Digital, omnidirectional condenser microphone

Frequency Response

20 Hz to 20 kHz

Sensitivity

-40 dB 3 dB

Impedance

2.2 k

Signal-to-Noise Ratio

80 dB

Power Requirements

5V, <100mA

Operating Temperature

0C to 50C

Storage Temperature

-20C to 70C

Dimensions

14mm (diameter) x 6mm (height)

Applications

The Raspberry Pi USB2.0 Mini Microphone is ideal for a variety of IoT projects and applications, including

Voice assistants and AI-powered devices

Audio-based home automation systems

IoT-enabled conferencing systems

Robotics and autonomous systems

Environmental monitoring and sensing applications

Education and prototyping projects

Conclusion

The Raspberry Pi USB2.0 Mini Microphone is a compact, versatile, and reliable audio input device that is specifically designed for use with Raspberry Pi boards.

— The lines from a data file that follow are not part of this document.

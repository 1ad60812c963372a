//! The kinds of fields used by the algorithm
//!

pub mod flow_field;
pub mod integration_field;
pub mod reachability;

use bevy::prelude::*;

use crate::prelude::*;

/// How a [GridCell] relates to the targets of the flow fields
#[cfg_attr(feature = "serde", derive(serde::Deserialize, serde::Serialize))]
#[derive(Debug, Default, PartialEq, Eq, Hash, Clone, Copy, Reflect)]
pub enum FlowStatus {
	/// Cannot reach an exit or a conditional obstacle, or isn't walkable
	#[default]
	Blocked,
	/// Has a route to an exit
	ReachesGoal,
	/// Cut off from every exit but has a route to a conditional obstacle
	ReachesFallback,
}

/// The result of the flow field calculations for a single [GridCell].
///
/// The [Ordinal] of a node points from its cell towards the neighbour
/// that lies one step closer to the target (its predecessor in the search
/// which expanded outward from the targets). An actor moves by stepping onto
/// the cell given by [FlowNode::get_step_target]
#[cfg_attr(feature = "serde", derive(serde::Deserialize, serde::Serialize))]
#[derive(Debug, PartialEq, Eq, Hash, Clone, Copy, Reflect)]
pub struct FlowNode {
	/// Direction to the predecessor
	ordinal: Ordinal,
	/// Cost of reaching the target
	cost: u32,
	/// What the cell can reach
	status: FlowStatus,
}

impl Default for FlowNode {
	fn default() -> Self {
		FlowNode::BLOCKED
	}
}

impl FlowNode {
	/// Returned for any cell that is unresolved, outside the grid or queried
	/// before a flow field exists
	pub const BLOCKED: FlowNode = FlowNode {
		ordinal: Ordinal::Zero,
		cost: COST_UNREACHABLE,
		status: FlowStatus::Blocked,
	};
	/// Create a new instance of [FlowNode]
	pub fn new(ordinal: Ordinal, cost: u32, status: FlowStatus) -> Self {
		FlowNode {
			ordinal,
			cost,
			status,
		}
	}
	/// Direction from this cell towards its predecessor, i.e the neighbour
	/// to step onto
	pub fn get_ordinal(&self) -> Ordinal {
		self.ordinal
	}
	/// `(column, row)` offset from this cell to its predecessor
	pub fn get_predecessor_offset(&self) -> IVec2 {
		self.ordinal.get_offset()
	}
	pub fn get_cost(&self) -> u32 {
		self.cost
	}
	pub fn get_status(&self) -> FlowStatus {
		self.status
	}
	pub fn is_blocked(&self) -> bool {
		self.status == FlowStatus::Blocked
	}
	/// An exit or a conditional obstacle that the node's route ends upon
	pub fn is_target(&self) -> bool {
		!self.is_blocked() && self.cost == 0
	}
	/// For an actor standing on `from` (the cell this node describes) get
	/// the cell it should step onto next. A target returns `from` itself and
	/// a blocked node returns [None]
	pub fn get_step_target(&self, from: GridCell) -> Option<GridCell> {
		if self.is_blocked() {
			None
		} else {
			Some(from.offset(self.get_predecessor_offset()))
		}
	}
}
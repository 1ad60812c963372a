//! `use bevy_flowfield_exits_plugin::prelude::*;` to import common structures and methods
//!

#[doc(hidden)]
pub use crate::flowfields::{
	engine::*,
	fields::{flow_field::*, integration_field::*, reachability::*, *},
	grid::{classifier::*, level::*, obstacles::*, *},
	utilities::*,
	*,
};

#[doc(hidden)]
pub use crate::{
	bundle::*,
	plugin::{flow_layer::*, obstacle_layer::*, *},
};
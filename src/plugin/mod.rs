//! Defines the Bevy [Plugin] for FlowFieldExits
//!

use crate::prelude::*;
use bevy::prelude::*;

pub mod flow_layer;
pub mod obstacle_layer;

#[derive(SystemSet, Debug, Hash, PartialEq, Eq, Clone)]
pub enum OrderingSet {
	Tidy,
	Calculate,
}

/// How a requested recompute is carried out
#[cfg_attr(feature = "serde", derive(serde::Deserialize, serde::Serialize))]
#[derive(Debug, Default, Clone, Copy, PartialEq, Eq, Hash, Reflect)]
pub enum RecomputeMode {
	/// Calculate and publish within the system that handles the request
	#[default]
	Immediate,
	/// Calculate on the [bevy::tasks::AsyncComputeTaskPool] against a copy
	/// of the [Level], the previous field stays published until the task
	/// finishes
	Background,
}

/// Failures while loading [FlowFieldSettings] from disk
#[cfg(feature = "ron")]
#[derive(Debug, thiserror::Error)]
pub enum SettingsLoadError {
	#[error("failed opening settings file: {0}")]
	Io(#[from] std::io::Error),
	#[error("failed deserializing settings: {0}")]
	Ron(#[from] ron::error::SpannedError),
}

/// Tuning of the flow field calculations of an entity
#[cfg_attr(feature = "serde", derive(serde::Deserialize, serde::Serialize))]
#[derive(Component, Debug, Default, Clone, Copy, PartialEq, Reflect)]
pub struct FlowFieldSettings {
	/// Cost model of each step
	edge_costs: EdgeCosts,
	/// Where recomputes run
	recompute_mode: RecomputeMode,
}

impl FlowFieldSettings {
	/// Create a new instance of [FlowFieldSettings]
	pub fn new(edge_costs: EdgeCosts, recompute_mode: RecomputeMode) -> Self {
		FlowFieldSettings {
			edge_costs,
			recompute_mode,
		}
	}
	pub fn get_edge_costs(&self) -> EdgeCosts {
		self.edge_costs
	}
	pub fn get_recompute_mode(&self) -> RecomputeMode {
		self.recompute_mode
	}
	/// From a `ron` file generate the [FlowFieldSettings]
	#[cfg(feature = "ron")]
	pub fn from_ron(path: &str) -> Result<Self, SettingsLoadError> {
		let file = std::fs::File::open(path)?;
		let settings: FlowFieldSettings = ron::de::from_reader(file)?;
		Ok(settings)
	}
}

pub struct FlowFieldExitsPlugin;

impl Plugin for FlowFieldExitsPlugin {
	#[cfg(not(tarpaulin_include))]
	fn build(&self, app: &mut App) {
		app.register_type::<Ordinal>()
			.register_type::<GridCell>()
			.register_type::<GridDimensions>()
			.register_type::<ObstacleClass>()
			.register_type::<AvoidanceMode>()
			.register_type::<FlowNode>()
			.register_type::<FlowStatus>()
			.register_type::<EdgeCosts>()
			.register_type::<EngineState>()
			.register_type::<RecomputeMode>()
			.register_type::<FlowFieldSettings>()
			.add_event::<obstacle_layer::EventUpdateObstacleCell>()
			.add_event::<flow_layer::EventRecomputeFlowField>()
			.add_event::<flow_layer::EventInvalidateFlowField>()
			.add_event::<flow_layer::EventFlowFieldPublished>()
			.configure_sets(Update, (OrderingSet::Tidy, OrderingSet::Calculate).chain())
			.add_systems(
				Update,
				(
					flow_layer::process_invalidate_requests.in_set(OrderingSet::Tidy),
					(
						obstacle_layer::process_obstacle_updates,
						flow_layer::process_recompute_requests,
						flow_layer::poll_background_recomputes,
					)
						.chain()
						.in_set(OrderingSet::Calculate),
				),
			);
	}
}
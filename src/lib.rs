//! This is a plugin for Bevy game engine to setup and handle the logic for calculating FlowFields that lead actors towards a set of exits, falling back to destructible obstacles when an exit cannot be reached
//!

pub mod flowfields;
pub mod bundle;
pub mod plugin;

pub mod prelude;
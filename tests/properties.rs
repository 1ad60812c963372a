//! Randomised checks of the flow field against a brute-force breadth-first
//! search
//!

use std::collections::{HashMap, VecDeque};

use bevy_flowfield_exits_plugin::prelude::*;
use proptest::prelude::*;

/// Build a level from a list of cell codes, `0` is void, `1` a permanent
/// obstacle, `2` a conditional obstacle (or ground when `conditionals` is
/// false) and anything else is plain ground
fn build_level(
	columns: u32,
	rows: u32,
	codes: &[u8],
	exits: &[(i32, i32)],
	conditionals: bool,
) -> Level {
	let dimensions = GridDimensions::new(columns, rows, 1.0);
	let mut level = Level::new(dimensions);
	for index in 0..dimensions.get_cell_count() {
		let cell = dimensions.get_cell_from_index(index);
		match codes[index] {
			0 => level.get_grid_mut().set_walkable(cell, false),
			1 => {
				level.set_obstacle(cell, Some(ObstacleClass::Permanent));
			}
			2 if conditionals => {
				level.set_obstacle(cell, Some(ObstacleClass::Conditional));
			}
			_ => {}
		}
	}
	for (column, row) in exits.iter() {
		let cell = GridCell::new(column % columns as i32, row % rows as i32);
		level.get_exits_mut().push(cell);
	}
	level
}

/// Distances from the walkable exits treating every obstacle as impassable
fn brute_force_distances(level: &Level) -> HashMap<GridCell, u32> {
	let classifier = level.classifier();
	let mut distances = HashMap::new();
	let mut queue = VecDeque::new();
	for exit in level.get_exits().get().iter() {
		if classifier.is_walkable(*exit) && !distances.contains_key(exit) {
			distances.insert(*exit, 0);
			queue.push_back(*exit);
		}
	}
	while let Some(cell) = queue.pop_front() {
		let distance = distances[&cell];
		for neighbour in Ordinal::get_orthogonal_cell_neighbours(cell) {
			if !classifier.is_walkable(neighbour)
				|| classifier.is_blocked(neighbour, AvoidanceMode::Strict)
				|| distances.contains_key(&neighbour)
			{
				continue;
			}
			distances.insert(neighbour, distance + 1);
			queue.push_back(neighbour);
		}
	}
	distances
}

/// Every cell of the level
fn all_cells(level: &Level) -> Vec<GridCell> {
	let dimensions = level.get_grid().get_dimensions();
	(0..dimensions.get_cell_count())
		.map(|i| dimensions.get_cell_from_index(i))
		.collect()
}

proptest! {
	#[test]
	fn distances_match_breadth_first_search(
		columns in 2u32..9,
		rows in 2u32..9,
		codes in prop::collection::vec(0u8..10, 64),
		exits in prop::collection::vec((0i32..8, 0i32..8), 1..4),
	) {
		let level = build_level(columns, rows, &codes, &exits, false);
		let expected = brute_force_distances(&level);
		let mut engine = FlowFieldEngine::default();
		let result = engine.recompute_level(&level);
		if expected.is_empty() {
			// every exit was void
			prop_assert!(result.is_err() || level.get_grid().get_walkable_cells().is_empty());
			return Ok(());
		}
		prop_assert!(result.is_ok());
		for cell in all_cells(&level) {
			let node = engine.get_node(cell);
			match expected.get(&cell) {
				Some(distance) => {
					prop_assert_eq!(FlowStatus::ReachesGoal, node.get_status());
					prop_assert_eq!(*distance, node.get_cost());
				}
				None => prop_assert_eq!(FlowNode::BLOCKED, node),
			}
		}
	}

	#[test]
	fn routes_descend_to_a_target(
		columns in 2u32..9,
		rows in 2u32..9,
		codes in prop::collection::vec(0u8..10, 64),
		exits in prop::collection::vec((0i32..8, 0i32..8), 1..4),
	) {
		let level = build_level(columns, rows, &codes, &exits, true);
		let mut engine = FlowFieldEngine::default();
		if engine.recompute_level(&level).is_err() {
			return Ok(());
		}
		for cell in all_cells(&level) {
			let node = engine.get_node(cell);
			if node.is_blocked() {
				continue;
			}
			let mut current = cell;
			let mut current_node = node;
			let mut steps = 0;
			while !current_node.is_target() {
				let next = current_node.get_step_target(current);
				prop_assert!(next.is_some());
				let next = next.unwrap_or(current);
				let next_node = engine.get_node(next);
				prop_assert_eq!(current_node.get_status(), next_node.get_status());
				prop_assert_eq!(current_node.get_cost(), next_node.get_cost() + 1);
				current = next;
				current_node = next_node;
				steps += 1;
				prop_assert!(steps <= node.get_cost());
			}
			prop_assert_eq!(node.get_cost(), steps);
		}
	}

	#[test]
	fn fallback_only_when_exits_unreachable(
		columns in 2u32..9,
		rows in 2u32..9,
		codes in prop::collection::vec(0u8..10, 64),
		exits in prop::collection::vec((0i32..8, 0i32..8), 1..4),
	) {
		let level = build_level(columns, rows, &codes, &exits, true);
		let expected = brute_force_distances(&level);
		let mut engine = FlowFieldEngine::default();
		if engine.recompute_level(&level).is_err() {
			return Ok(());
		}
		let classifier = level.classifier();
		for cell in all_cells(&level) {
			let node = engine.get_node(cell);
			match expected.get(&cell) {
				Some(distance) => {
					prop_assert_eq!(FlowStatus::ReachesGoal, node.get_status());
					prop_assert_eq!(*distance, node.get_cost());
				}
				None => prop_assert_ne!(FlowStatus::ReachesGoal, node.get_status()),
			}
			if !classifier.is_walkable(cell) {
				prop_assert_eq!(FlowNode::BLOCKED, node);
			}
		}
	}

	#[test]
	fn exits_are_fixed_points(
		columns in 2u32..9,
		rows in 2u32..9,
		codes in prop::collection::vec(0u8..10, 64),
		exits in prop::collection::vec((0i32..8, 0i32..8), 1..4),
	) {
		let level = build_level(columns, rows, &codes, &exits, true);
		let mut engine = FlowFieldEngine::default();
		if engine.recompute_level(&level).is_err() {
			return Ok(());
		}
		for exit in level.get_exits().get().iter() {
			if !level.get_grid().is_walkable(*exit) {
				continue;
			}
			let node = engine.get_node(*exit);
			prop_assert_eq!(FlowNode::new(Ordinal::Zero, 0, FlowStatus::ReachesGoal), node);
		}
	}

	#[test]
	fn recompute_is_idempotent(
		columns in 2u32..9,
		rows in 2u32..9,
		codes in prop::collection::vec(0u8..10, 64),
		exits in prop::collection::vec((0i32..8, 0i32..8), 1..4),
	) {
		let level = build_level(columns, rows, &codes, &exits, true);
		let mut engine = FlowFieldEngine::default();
		if engine.recompute_level(&level).is_err() {
			return Ok(());
		}
		let first = engine.get_snapshot();
		prop_assert!(engine.recompute_level(&level).is_ok());
		let second = engine.get_snapshot();
		prop_assert!(first.is_some());
		prop_assert_eq!(first, second);
		prop_assert_eq!(2, engine.get_generation());
	}
}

Its high-quality audio capabilities, low power consumption, and plug-and-play functionality make it an excellent choice for a wide range of IoT projects and applications.

Pin Configuration

Raspberry Pi USB2.0 Mini Microphone Pinout Guide
The Raspberry Pi USB2.0 Mini Microphone is a compact, plug-and-play audio input device designed for Raspberry Pi boards and other compatible systems. This guide provides a detailed explanation of each pin on the microphone, along with connection instructions.
Pinout Structure:
The Raspberry Pi USB2.0 Mini Microphone has a standard USB connector with 4 pins:
1. VCC (Pin 1)
Function: Power supply
Description: Provides power to the microphone
Connection: Connect to a 5V power source (e.g., Raspberry Pi's USB port)
2. D- (Pin 2)
Function: USB Data -
Description: Carries USB data transmission signal
Connection: Connect to the corresponding USB data - pin on the Raspberry Pi or other compatible device
3. D+ (Pin 3)
Function: USB Data +
Description: Carries USB data reception signal
Connection: Connect to the corresponding USB data + pin on the Raspberry Pi or other compatible device
4. GND (Pin 4)
Function: Ground
Description: Provides a ground reference for the microphone
Connection: Connect to a ground pin on the Raspberry Pi or other compatible device
Connection Instructions:
To connect the Raspberry Pi USB2.0 Mini Microphone to your Raspberry Pi board:
1. Locate the USB ports on your Raspberry Pi board.
2. Plug the USB connector of the microphone into one of the available USB ports.
3. Ensure the microphone is securely connected to the Raspberry Pi board.
Important Notes:
Make sure to handle the microphone by the plastic casing to avoid damaging the sensitive electronic components.
Avoid touching the pins or the electrical components to prevent static electricity damage.
Connect the microphone to a powered USB port to ensure proper operation.
By following these pinout and connection instructions, you can successfully integrate the Raspberry Pi USB2.0 Mini Microphone with your Raspberry Pi project or other compatible applications.

Code Examples

Raspberry Pi USB2.0 Mini Microphone Documentation

Overview

The Raspberry Pi USB2.0 Mini Microphone is a compact, high-quality audio input device designed for use with Raspberry Pi single-board computers. This microphone module connects via USB and is compatible with Raspberry Pi OS, Windows, and macOS. It's ideal for a wide range of applications, including voice assistants, home automation, and audio recording projects.

Technical Specifications

USB 2.0 interface
 16-bit, 48 kHz audio recording
 Omnidirectional microphone capsule
 3.5mm microphone diameter
 Dimensions: 14mm x 10mm x 4mm
 Weight: 2g
 Operating voltage: 5V
 Current consumption: <100mA

Setting up the Microphone

To use the Raspberry Pi USB2.0 Mini Microphone, simply connect it to a free USB port on your Raspberry Pi. Make sure to install the necessary audio drivers and configure the microphone as the default audio input device.

Code Examples

### Example 1: Audio Recording with Python (Raspbian OS)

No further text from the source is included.